_Stored items_:
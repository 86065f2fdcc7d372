//! Item identity.

use core::borrow::Borrow;
use serde::{Deserialize, Serialize};

/// Name of an inventory item.
///
/// Identity is the exact string: `"Milk"` and `"milk"` are different items.
#[derive(Debug, Clone, PartialEq, Eq, PartialOrd, Ord, Hash, Serialize, Deserialize)]
#[serde(transparent)]
pub struct ItemName(String);

impl ItemName {
    pub fn new(name: impl Into<String>) -> Self {
        Self(name.into())
    }

    pub fn as_str(&self) -> &str {
        &self.0
    }

    pub fn into_inner(self) -> String {
        self.0
    }
}

impl core::fmt::Display for ItemName {
    fn fmt(&self, f: &mut core::fmt::Formatter<'_>) -> core::fmt::Result {
        f.write_str(&self.0)
    }
}

impl From<&str> for ItemName {
    fn from(value: &str) -> Self {
        Self(value.to_string())
    }
}

impl From<String> for ItemName {
    fn from(value: String) -> Self {
        Self(value)
    }
}

impl Borrow<str> for ItemName {
    fn borrow(&self) -> &str {
        &self.0
    }
}

impl AsRef<str> for ItemName {
    fn as_ref(&self) -> &str {
        &self.0
    }
}

#[cfg(test)]
mod tests {
    use super::*;
    use std::collections::HashMap;

    #[test]
    fn identity_is_case_sensitive() {
        assert_ne!(ItemName::from("Milk"), ItemName::from("milk"));
    }

    #[test]
    fn map_lookup_by_str() {
        let mut map = HashMap::new();
        map.insert(ItemName::from("eggs"), 12u64);
        assert_eq!(map.get("eggs"), Some(&12));
        assert_eq!(map.get("Eggs"), None);
    }
}
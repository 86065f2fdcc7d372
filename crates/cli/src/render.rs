//! Plain-text rendering of engine results.

use std::io::{self, Write};

use foodwaste_inventory::{DonationCandidate, ExpiringItem, InventoryItem, WasteReport};

pub fn expiring(out: &mut impl Write, items: &[ExpiringItem]) -> io::Result<()> {
    if items.is_empty() {
        return writeln!(out, "No food items expiring soon.");
    }
    writeln!(out, "Food items expiring soon:")?;
    for item in items {
        writeln!(out, "- {} (Expiration: {})", item.name, item.expires_on)?;
    }
    Ok(())
}

pub fn donations(out: &mut impl Write, candidates: &[DonationCandidate]) -> io::Result<()> {
    if candidates.is_empty() {
        return writeln!(out, "No items need donation at this time.");
    }
    writeln!(out, "Consider donating the following items nearing expiration:")?;
    for c in candidates {
        writeln!(out, "- {} (Expires in {} days)", c.name, c.days_remaining)?;
    }
    Ok(())
}

pub fn waste_report(out: &mut impl Write, report: &WasteReport) -> io::Result<()> {
    writeln!(out, "\nWaste Report:")?;
    for r in &report.records {
        writeln!(
            out,
            "Food: {}, Quantity Wasted: {}, Reason: {}, Time: {}",
            r.name,
            r.quantity_wasted,
            r.reason,
            r.recorded_at.format("%Y-%m-%d %H:%M:%S")
        )?;
    }

    writeln!(out, "\nTotal Food Wasted by Category:")?;
    for t in &report.totals {
        writeln!(out, "{}: {} units", t.name, t.quantity_wasted)?;
    }
    Ok(())
}

pub fn inventory(out: &mut impl Write, items: &[InventoryItem]) -> io::Result<()> {
    writeln!(out, "\n--- Current Inventory ---")?;
    if items.is_empty() {
        return writeln!(out, "Inventory is empty.");
    }
    for item in items {
        writeln!(
            out,
            "{}: {} units (Expires on {})",
            item.name(),
            item.quantity(),
            item.expires_on()
        )?;
    }
    Ok(())
}

#[cfg(test)]
mod tests {
    use super::*;
    use foodwaste_core::ExpirationDate;

    fn rendered(f: impl FnOnce(&mut Vec<u8>) -> io::Result<()>) -> String {
        let mut buf = Vec::new();
        f(&mut buf).unwrap();
        String::from_utf8(buf).unwrap()
    }

    #[test]
    fn empty_sections_have_placeholders() {
        assert_eq!(rendered(|o| expiring(o, &[])), "No food items expiring soon.\n");
        assert_eq!(
            rendered(|o| donations(o, &[])),
            "No items need donation at this time.\n"
        );
        assert_eq!(
            rendered(|o| inventory(o, &[])),
            "\n--- Current Inventory ---\nInventory is empty.\n"
        );
    }

    #[test]
    fn inventory_lines() {
        let date = ExpirationDate::from_ymd(2025, 1, 10).unwrap();
        let items = [InventoryItem::new("milk".into(), 2, date)];
        assert_eq!(
            rendered(|o| inventory(o, &items)),
            "\n--- Current Inventory ---\nmilk: 2 units (Expires on 2025-01-10)\n"
        );
    }
}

_How to complete this task_: Would you set the entries down again, exactly as they were written?

_Completed exercise_:
repository 86065f2fdcc7d372
//! Item identity.

use core::borrow::Borrow;
use serde::{Deserialize, Serialize};

/// Name of an inventory item.
///
/// Identity is the exact string: `"Milk"` and `"milk"` are different items.
#[derive(Debug, Clone, PartialEq, Eq, PartialOrd, Ord, Hash, Serialize, Deserialize)]
#[serde(transparent)]
pub struct ItemName(String);

impl ItemName {
    pub fn new(name: impl Into<String>) -> Self {
        Self(name.into())
    }

    pub fn as_str(&self) -> &str {
        &self.0
    }

    pub fn into_inner(self) -> String {
        self.0
    }
}

impl core::fmt::Display for ItemName {
    fn fmt(&self, f: &mut core::fmt::Formatter<'_>) -> core::fmt::Result {
        f.write_str(&self.0)
    }
}

impl From<&str> for ItemName {
    fn from(value: &str) -> Self {
        Self(value.to_string())
    }
}

impl From<String> for ItemName {
    fn from(value: String) -> Self {
        Self(value)
    }
}

impl Borrow<str> for ItemName {
    fn borrow(&self) -> &str {
        &self.0
    }
}

impl AsRef<str> for ItemName {
    fn as_ref(&self) -> &str {
        &self.0
    }
}

#[cfg(test)]
mod tests {
    use super::*;
    use std::collections::HashMap;

    #[test]
    fn identity_is_case_sensitive() {
        assert_ne!(ItemName::from("Milk"), ItemName::from("milk"));
    }

    #[test]
    fn map_lookup_by_str() {
        let mut map = HashMap::new();
        map.insert(ItemName::from("eggs"), 12u64);
        assert_eq!(map.get("eggs"), Some(&12));
        assert_eq!(map.get("Eggs"), None);
    }
}
repository 86065f2fdcc7d372
filename crates/cli/src/render.rs
//! Plain-text rendering of engine results.

use std::io::{self, Write};

use foodwaste_inventory::{DonationCandidate, ExpiringItem, InventoryItem, WasteReport};

pub fn expiring(out: &mut impl Write, items: &[ExpiringItem]) -> io::Result<()> {
    if items.is_empty() {
        return writeln!(out, "No food items expiring soon.");
    }
    writeln!(out, "Food items expiring soon:")?;
    for item in items {
        writeln!(out, "- {} (Expiration: {})", item.name, item.expires_on)?;
    }
    Ok(())
}

pub fn donations(out: &mut impl Write, candidates: &[DonationCandidate]) -> io::Result<()> {
    if candidates.is_empty() {
        return writeln!(out, "No items need donation at this time.");
    }
    writeln!(out, "Consider donating the following items nearing expiration:")?;
    for c in candidates {
        writeln!(out, "- {} (Expires in {} days)", c.name, c.days_remaining)?;
    }
    Ok(())
}

pub fn waste_report(out: &mut impl Write, report: &WasteReport) -> io::Result<()> {
    writeln!(out, "\nWaste Report:")?;
    for r in &report.records {
        writeln!(
            out,
            "Food: {}, Quantity Wasted: {}, Reason: {}, Time: {}",
            r.name,
            r.quantity_wasted,
            r.reason,
            r.recorded_at.format("%Y-%m-%d %H:%M:%S")
        )?;
    }

    writeln!(out, "\nTotal Food Wasted by Category:")?;
    for t in &report.totals {
        writeln!(out, "{}: {} units", t.name, t.quantity_wasted)?;
    }
    Ok(())
}

pub fn inventory(out: &mut impl Write, items: &[InventoryItem]) -> io::Result<()> {
    writeln!(out, "\n--- Current Inventory ---")?;
    if items.is_empty() {
        return writeln!(out, "Inventory is empty.");
    }
    for item in items {
        writeln!(
            out,
            "{}: {} units (Expires on {})",
            item.name(),
            item.quantity(),
            item.expires_on()
        )?;
    }
    Ok(())
}

#[cfg(test)]
mod tests {
    use super::*;
    use foodwaste_core::ExpirationDate;

    fn rendered(f: impl FnOnce(&mut Vec<u8>) -> io::Result<()>) -> String {
        let mut buf = Vec::new();
        f(&mut buf).unwrap();
        String::from_utf8(buf).unwrap()
    }

    #[test]
    fn empty_sections_have_placeholders() {
        assert_eq!(rendered(|o| expiring(o, &[])), "No food items expiring soon.\n");
        assert_eq!(
            rendered(|o| donations(o, &[])),
            "No items need donation at this time.\n"
        );
        assert_eq!(
            rendered(|o| inventory(o, &[])),
            "\n--- Current Inventory ---\nInventory is empty.\n"
        );
    }

    #[test]
    fn inventory_lines() {
        let date = ExpirationDate::from_ymd(2025, 1, 10).unwrap();
        let items = [InventoryItem::new("milk".into(), 2, date)];
        assert_eq!(
            rendered(|o| inventory(o, &items)),
            "\n--- Current Inventory ---\nmilk: 2 units (Expires on 2025-01-10)\n"
        );
    }
}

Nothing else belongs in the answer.